If to the Company:   

Southwest Gas Holdings, Inc.

Attn. General Counsel

8360 S. Durango Drive

Las Vegas, NV 89113

or such other location that serves as the Company’s principal place of business.
If to Executive:   
   Robert J. Stefani

14. Severability and Remedies. In the event that any provision hereof becomes or is declared by a court of competent jurisdiction to be illegal, unenforceable or void, this Agreement shall continue in full force and effect without said provision. No right, power or remedy conferred upon a party in this Agreement shall be exclusive, and each such right, power and remedy shall be cumulative and in addition to every other right, power, or remedy, whether conferred in this Agreement or any other agreement, or now or hereafter available at law or in equity or by statute or otherwise.
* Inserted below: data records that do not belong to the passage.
// Copyright (c) 2025 - Cowboy AI, Inc.
//! Test Fixtures for cim-netbox-reconciler
//!
//! Provides deterministic discovery data and target doubles shared by the
//! integration tests.
//!
//! # Design Principles
//! - Batch ids and timestamps are fixed constants
//! - Fixtures are the only place that builds discovery facts
//! - Every fixture topology is internally consistent unless its name says otherwise

#![allow(dead_code)]

use async_trait::async_trait;
use chrono::{DateTime, Utc};
use serde_json::Value;
use std::sync::atomic::{AtomicBool, Ordering};
use tokio::sync::{Notify, Semaphore};
use uuid::Uuid;

use cim_netbox_reconciler::discovery::{
    DeviceFact, DeviceTypeFact, DiscoveryBatch, DiscoveryFact, InterfaceFact, IpAddressFact,
    SiteFact,
};
use cim_netbox_reconciler::domain::{EntityKind, RemoteId};
use cim_netbox_reconciler::target::{ClientError, Filters, InMemoryTarget, TargetClient};

// Fixed batch ids (UUID v7 format, but deterministic for testing)
pub const BATCH_ID_1: &str = "01934f4a-0001-7000-8000-000000000001";
pub const BATCH_ID_2: &str = "01934f4a-0002-7000-8000-000000000002";

// Fixed test timestamp (2026-01-19T12:00:00Z)
pub const FIXED_TIMESTAMP: &str = "2026-01-19T12:00:00Z";

pub const SITE: &str = "DC East";
pub const MODEL: &str = "Catalyst 3850";

/// Parse a fixed UUID from a constant string
pub fn parse_uuid(s: &str) -> Uuid {
    Uuid::parse_str(s).expect("Invalid UUID in test fixture")
}

/// Parse the fixed timestamp
pub fn fixed_timestamp() -> DateTime<Utc> {
    DateTime::parse_from_rfc3339(FIXED_TIMESTAMP)
        .expect("Invalid timestamp in test fixture")
        .with_timezone(&Utc)
}

pub fn site_fact(name: &str, status: &str) -> DiscoveryFact {
    DiscoveryFact::Site(SiteFact {
        name: name.to_string(),
        status: status.to_string(),
    })
}

pub fn device_type_fact(model: &str) -> DiscoveryFact {
    DiscoveryFact::DeviceType(DeviceTypeFact {
        manufacturer: "Cisco".to_string(),
        model: model.to_string(),
    })
}

pub fn device_fact(name: &str) -> DiscoveryFact {
    DiscoveryFact::Device(DeviceFact {
        name: name.to_string(),
        site: SITE.to_string(),
        device_type: MODEL.to_string(),
        role: "Access Switch".to_string(),
        status: "alive".to_string(),
        serial: Some(format!("SN-{}", name.to_uppercase())),
    })
}

pub fn interface_fact(device: &str, name: &str) -> DiscoveryFact {
    DiscoveryFact::Interface(InterfaceFact {
        device: device.to_string(),
        name: name.to_string(),
        interface_type: Some("1000base-t".to_string()),
        speed: Some(1_000_000),
        mtu: Some(1500),
        mac_address: None,
        state: "up".to_string(),
    })
}

pub fn ip_fact(address: &str, device: &str, interface: &str) -> DiscoveryFact {
    DiscoveryFact::IpAddress(IpAddressFact {
        address: address.to_string(),
        device: device.to_string(),
        interface: interface.to_string(),
    })
}

/// Batch with fixed id and timestamp
pub fn batch(id: &str, facts: Vec<DiscoveryFact>) -> DiscoveryBatch {
    DiscoveryBatch {
        batch_id: parse_uuid(id),
        observed_at: fixed_timestamp(),
        agent: Some("agent-east".to_string()),
        facts,
    }
}

/// One site, one device type, two devices with two interfaces each and one
/// address per interface: 12 entities.
pub fn topology_facts() -> Vec<DiscoveryFact> {
    let mut facts = vec![site_fact(SITE, "alive"), device_type_fact(MODEL)];
    for (index, device) in ["edge-01", "edge-02"].iter().enumerate() {
        facts.push(device_fact(device));
        for (port, interface) in ["Gi0/1", "Gi0/2"].iter().enumerate() {
            facts.push(interface_fact(device, interface));
            facts.push(ip_fact(
                &format!("10.0.{}.{}/24", index, port + 1),
                device,
                interface,
            ));
        }
    }
    facts
}

pub fn topology_batch() -> DiscoveryBatch {
    batch(BATCH_ID_1, topology_facts())
}

/// Target that blocks lookups of one kind until released
///
/// Each gated lookup signals `entered` before waiting, so a test can act
/// while the call is in flight.
pub struct GatedTarget {
    pub inner: InMemoryTarget,
    gated: EntityKind,
    entered: Notify,
    release: Semaphore,
}

impl GatedTarget {
    pub fn new(gated: EntityKind) -> Self {
        Self {
            inner: InMemoryTarget::new(),
            gated,
            entered: Notify::new(),
            release: Semaphore::new(0),
        }
    }

    /// Wait until a gated lookup is in flight
    pub async fn wait_entered(&self) {
        self.entered.notified().await;
    }

    /// Let `calls` gated lookups proceed
    pub fn release(&self, calls: usize) {
        self.release.add_permits(calls);
    }
}

#[async_trait]
impl TargetClient for GatedTarget {
    async fn find_by_key(
        &self,
        kind: EntityKind,
        filters: &Filters,
    ) -> Result<Option<RemoteId>, ClientError> {
        if kind == self.gated {
            self.entered.notify_one();
            self.release
                .acquire()
                .await
                .map_err(|e| ClientError::Transport(e.to_string()))?
                .forget();
        }
        self.inner.find_by_key(kind, filters).await
    }

    async fn create(&self, kind: EntityKind, payload: &Value) -> Result<RemoteId, ClientError> {
        self.inner.create(kind, payload).await
    }

    async fn update(
        &self,
        kind: EntityKind,
        id: RemoteId,
        payload: &Value,
    ) -> Result<(), ClientError> {
        self.inner.update(kind, id, payload).await
    }

    async fn health_check(&self) -> Result<(), ClientError> {
        self.inner.health_check().await
    }

    fn name(&self) -> &str {
        "gated"
    }
}

/// Target whose health check never answers until `recover` is called
pub struct StalledTarget {
    pub inner: InMemoryTarget,
    stalled: AtomicBool,
}

impl StalledTarget {
    pub fn new() -> Self {
        Self {
            inner: InMemoryTarget::new(),
            stalled: AtomicBool::new(true),
        }
    }

    pub fn recover(&self) {
        self.stalled.store(false, Ordering::SeqCst);
    }
}

#[async_trait]
impl TargetClient for StalledTarget {
    async fn find_by_key(
        &self,
        kind: EntityKind,
        filters: &Filters,
    ) -> Result<Option<RemoteId>, ClientError> {
        self.inner.find_by_key(kind, filters).await
    }

    async fn create(&self, kind: EntityKind, payload: &Value) -> Result<RemoteId, ClientError> {
        self.inner.create(kind, payload).await
    }

    async fn update(
        &self,
        kind: EntityKind,
        id: RemoteId,
        payload: &Value,
    ) -> Result<(), ClientError> {
        self.inner.update(kind, id, payload).await
    }

    async fn health_check(&self) -> Result<(), ClientError> {
        if self.stalled.load(Ordering::SeqCst) {
            std::future::pending::<()>().await;
        }
        self.inner.health_check().await
    }

    fn name(&self) -> &str {
        "stalled"
    }
}
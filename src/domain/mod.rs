// Copyright (c) 2025 - Cowboy AI, Inc.
//! NetBox Domain Model
//!
//! Value objects for the entities the reconciler pushes, with the invariants
//! NetBox enforces on them.
//!
//! # Value Objects with Invariants
//!
//! - [`Slug`] - NetBox slug derived from a display name
//! - [`CidrAddress`] - IPv4/IPv6 address with mandatory prefix length
//! - [`MacAddress`] - 48-bit MAC address, canonical upper-case form
//! - [`InterfaceSpeed`] - kbps in `[0, 2147483647]`
//! - [`Mtu`] - at least 1
//!
//! # Vocabularies
//!
//! - [`vocabulary::STATUS_VOCABULARY`] - agent status → NetBox status
//! - [`vocabulary::LINK_STATE_VOCABULARY`] - agent link state → `enabled`

pub mod entities;
pub mod network;
pub mod slug;
pub mod vocabulary;

pub use entities::{
    AssignedObject, Device, DeviceType, EntityKey, EntityKind, Interface, IpAddress, NamedObject,
    NormalizedEntity, RemoteId, Site,
};
pub use network::{CidrAddress, InterfaceSpeed, MacAddress, Mtu, NetworkError};
pub use slug::{Slug, SlugError};
pub use vocabulary::{Bounds, Status};
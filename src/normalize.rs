// Copyright (c) 2025 - Cowboy AI, Inc.
//! Normalizer - Pure Fact → Entity Translation
//!
//! Every function here is pure: no I/O, no logging, deterministic. Errors are
//! returned to the caller, which records them against the offending fact.
//!
//! The normalizer fails closed:
//! - status and link state outside their vocabularies are errors
//! - out-of-range speed/MTU are errors (never clamped)
//! - unparseable MAC/CIDR and names without slug-able characters are errors

use crate::discovery::{
    DeviceFact, DeviceTypeFact, DiscoveryFact, InterfaceFact, IpAddressFact, SiteFact,
};
use crate::domain::vocabulary::{map_link_state, map_status};
use crate::domain::{
    AssignedObject, CidrAddress, Device, DeviceType, EntityKey, Interface,
    InterfaceSpeed, IpAddress, MacAddress, Mtu, NamedObject, NormalizedEntity, Site, Slug,
};
use crate::errors::ReconcileError;

/// Interface type sent when the agent does not report one
pub const DEFAULT_INTERFACE_TYPE: &str = "other";

/// A fact that failed normalization
#[derive(Debug, Clone, PartialEq, Eq)]
pub struct Rejection {
    pub key: EntityKey,
    pub error: ReconcileError,
}

/// Translate one discovery fact into a validated entity
pub fn normalize(fact: &DiscoveryFact) -> Result<NormalizedEntity, ReconcileError> {
    match fact {
        DiscoveryFact::Site(fact) => normalize_site(fact).map(NormalizedEntity::Site),
        DiscoveryFact::DeviceType(fact) => {
            normalize_device_type(fact).map(NormalizedEntity::DeviceType)
        }
        DiscoveryFact::Device(fact) => normalize_device(fact).map(NormalizedEntity::Device),
        DiscoveryFact::Interface(fact) => {
            normalize_interface(fact).map(NormalizedEntity::Interface)
        }
        DiscoveryFact::IpAddress(fact) => {
            normalize_ip_address(fact).map(NormalizedEntity::IpAddress)
        }
        DiscoveryFact::Malformed(fact) => Err(fact.error.clone()),
    }
}

/// Normalize a whole batch, keeping input order in both outputs
pub fn normalize_batch(facts: &[DiscoveryFact]) -> (Vec<NormalizedEntity>, Vec<Rejection>) {
    let mut entities = Vec::with_capacity(facts.len());
    let mut rejections = Vec::new();

    for fact in facts {
        match normalize(fact) {
            Ok(entity) => entities.push(entity),
            Err(error) => rejections.push(Rejection {
                key: fact.natural_key(),
                error,
            }),
        }
    }

    (entities, rejections)
}

pub fn normalize_site(fact: &SiteFact) -> Result<Site, ReconcileError> {
    let name = required("name", &fact.name)?;
    Ok(Site {
        slug: slug_for("name", &name)?,
        name,
        status: map_status(&fact.status)?,
    })
}

pub fn normalize_device_type(fact: &DeviceTypeFact) -> Result<DeviceType, ReconcileError> {
    let model = required("model", &fact.model)?;
    let manufacturer = required("manufacturer", &fact.manufacturer)?;
    Ok(DeviceType {
        manufacturer: named_object("manufacturer", manufacturer)?,
        slug: slug_for("model", &model)?,
        model,
    })
}

pub fn normalize_device(fact: &DeviceFact) -> Result<Device, ReconcileError> {
    let name = required("name", &fact.name)?;
    let role = required("role", &fact.role)?;
    Ok(Device {
        slug: slug_for("name", &name)?,
        site: slug_for("site", &fact.site)?,
        device_type: slug_for("device_type", &fact.device_type)?,
        role: named_object("role", role)?,
        status: map_status(&fact.status)?,
        serial: fact
            .serial
            .as_deref()
            .map(str::trim)
            .filter(|serial| !serial.is_empty())
            .map(str::to_string),
        name,
    })
}

pub fn normalize_interface(fact: &InterfaceFact) -> Result<Interface, ReconcileError> {
    let name = required("name", &fact.name)?;
    let interface_type = fact
        .interface_type
        .as_deref()
        .map(str::trim)
        .filter(|kind| !kind.is_empty())
        .unwrap_or(DEFAULT_INTERFACE_TYPE)
        .to_string();

    Ok(Interface {
        device: slug_for("device", &fact.device)?,
        name,
        interface_type,
        speed: fact.speed.map(InterfaceSpeed::new).transpose()?,
        mtu: fact.mtu.map(Mtu::new).transpose()?,
        mac_address: fact
            .mac_address
            .as_deref()
            .filter(|mac| !mac.trim().is_empty())
            .map(MacAddress::new)
            .transpose()?,
        enabled: map_link_state(&fact.state)?,
    })
}

pub fn normalize_ip_address(fact: &IpAddressFact) -> Result<IpAddress, ReconcileError> {
    let interface = required("interface", &fact.interface)?;
    Ok(IpAddress {
        address: CidrAddress::new(&fact.address)?,
        assigned_object: AssignedObject::Interface {
            device: slug_for("device", &fact.device)?,
            name: interface,
        },
    })
}

fn required(field: &'static str, value: &str) -> Result<String, ReconcileError> {
    let trimmed = value.trim();
    if trimmed.is_empty() {
        return Err(ReconcileError::invalid_field(field, value, "must not be empty"));
    }
    Ok(trimmed.to_string())
}

fn slug_for(field: &'static str, name: &str) -> Result<Slug, ReconcileError> {
    Slug::from_name(name).map_err(|e| ReconcileError::invalid_field(field, name, e))
}

fn named_object(field: &'static str, name: String) -> Result<NamedObject, ReconcileError> {
    let slug = slug_for(field, &name)?;
    Ok(NamedObject { name, slug })
}

#[cfg(test)]
mod tests {
    use super::*;
    use crate::domain::EntityKind;
    use crate::domain::vocabulary::{Status, INTERFACE_SPEED_MAX, SPEED_BOUNDS};
    use pretty_assertions::assert_eq;

    fn interface_fact(speed: Option<i64>, mtu: Option<i64>, state: &str) -> InterfaceFact {
        InterfaceFact {
            device: "edge-01".to_string(),
            name: "Gi0/1".to_string(),
            interface_type: None,
            speed,
            mtu,
            mac_address: Some("00:11:22:aa:bb:cc".to_string()),
            state: state.to_string(),
        }
    }

    #[test]
    fn test_normalize_site() {
        let site = normalize_site(&SiteFact {
            name: " DC East ".to_string(),
            status: "dead".to_string(),
        })
        .unwrap();

        assert_eq!(site.name, "DC East");
        assert_eq!(site.slug.as_str(), "dc-east");
        assert_eq!(site.status, Status::Offline);
    }

    #[test]
    fn test_normalize_site_unknown_status() {
        let result = normalize_site(&SiteFact {
            name: "DC East".to_string(),
            status: "unknown".to_string(),
        });
        assert_eq!(result, Err(ReconcileError::UnknownStatus("unknown".to_string())));
    }

    #[test]
    fn test_device_type_slug_from_model() {
        let device_type = normalize_device_type(&DeviceTypeFact {
            manufacturer: "Palo Alto".to_string(),
            model: "PA-5250".to_string(),
        })
        .unwrap();

        assert_eq!(device_type.slug.as_str(), "pa-5250");
        assert_eq!(device_type.manufacturer.slug.as_str(), "palo-alto");
    }

    #[test]
    fn test_normalize_device() {
        let device = normalize_device(&DeviceFact {
            name: "edge-01".to_string(),
            site: "DC East".to_string(),
            device_type: "Catalyst 3850".to_string(),
            role: "Access Switch".to_string(),
            status: "alive".to_string(),
            serial: Some("  ".to_string()),
        })
        .unwrap();

        assert_eq!(device.site.as_str(), "dc-east");
        assert_eq!(device.device_type.as_str(), "catalyst-3850");
        assert_eq!(device.role.slug.as_str(), "access-switch");
        assert_eq!(device.status, Status::Active);
        assert_eq!(device.serial, None);
    }

    #[test]
    fn test_normalize_interface() {
        let interface = normalize_interface(&interface_fact(Some(1_000_000), Some(9000), "down"))
            .unwrap();

        assert_eq!(interface.interface_type, DEFAULT_INTERFACE_TYPE);
        assert_eq!(interface.speed.map(|s| s.value()), Some(1_000_000));
        assert_eq!(interface.mtu.map(|m| m.value()), Some(9000));
        assert_eq!(
            interface.mac_address.map(|m| m.to_string()).as_deref(),
            Some("00:11:22:AA:BB:CC")
        );
        assert!(!interface.enabled);
    }

    #[test]
    fn test_interface_out_of_range() {
        let speed = normalize_interface(&interface_fact(Some(INTERFACE_SPEED_MAX + 1), None, "up"));
        assert_eq!(
            speed,
            Err(ReconcileError::OutOfRange {
                field: "speed",
                value: INTERFACE_SPEED_MAX + 1,
                bounds: SPEED_BOUNDS,
            })
        );

        let mtu = normalize_interface(&interface_fact(None, Some(0), "up"));
        assert!(matches!(
            mtu,
            Err(ReconcileError::OutOfRange { field: "mtu", value: 0, .. })
        ));
    }

    #[test]
    fn test_interface_unknown_state() {
        let result = normalize_interface(&interface_fact(None, None, "testing"));
        assert_eq!(result, Err(ReconcileError::UnknownState("testing".to_string())));
    }

    #[test]
    fn test_ip_address_requires_prefix() {
        let result = normalize_ip_address(&IpAddressFact {
            address: "10.0.0.1".to_string(),
            device: "edge-01".to_string(),
            interface: "Gi0/1".to_string(),
        });
        assert!(matches!(
            result,
            Err(ReconcileError::InvalidField { field: "address", .. })
        ));
    }

    #[test]
    fn test_normalize_batch_keeps_order() {
        let facts = vec![
            DiscoveryFact::Site(SiteFact {
                name: "A".to_string(),
                status: "alive".to_string(),
            }),
            DiscoveryFact::Site(SiteFact {
                name: "B".to_string(),
                status: "zombie".to_string(),
            }),
            DiscoveryFact::Site(SiteFact {
                name: "C".to_string(),
                status: "dead".to_string(),
            }),
        ];

        let (entities, rejections) = normalize_batch(&facts);

        let keys: Vec<_> = entities.iter().map(|e| e.key().key).collect();
        assert_eq!(keys, vec!["a", "c"]);
        assert_eq!(rejections.len(), 1);
        assert_eq!(rejections[0].key, EntityKey::new(EntityKind::Site, "b"));
        assert_eq!(
            rejections[0].error,
            ReconcileError::UnknownStatus("zombie".to_string())
        );
    }
}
15. Director and Officer Insurance. Company will maintain Director and Officer Insurance for the Executive at same level as similarly situated executive officers in the Company.

16. Entire Agreement. This Agreement represents the entire agreement and understanding between the Company and Executive concerning Executive’s employment relationship with the Company, and supersedes any and all prior agreements and understandings concerning Executive’s employment relationship with the Company. For the sake of clarity, the Executive’s Change in Control Agreement is not included in this merger clause.

17. No Oral Modification, Cancellation or Discharge. This Agreement may only be amended, canceled or discharged in writing signed by Executive and the Company.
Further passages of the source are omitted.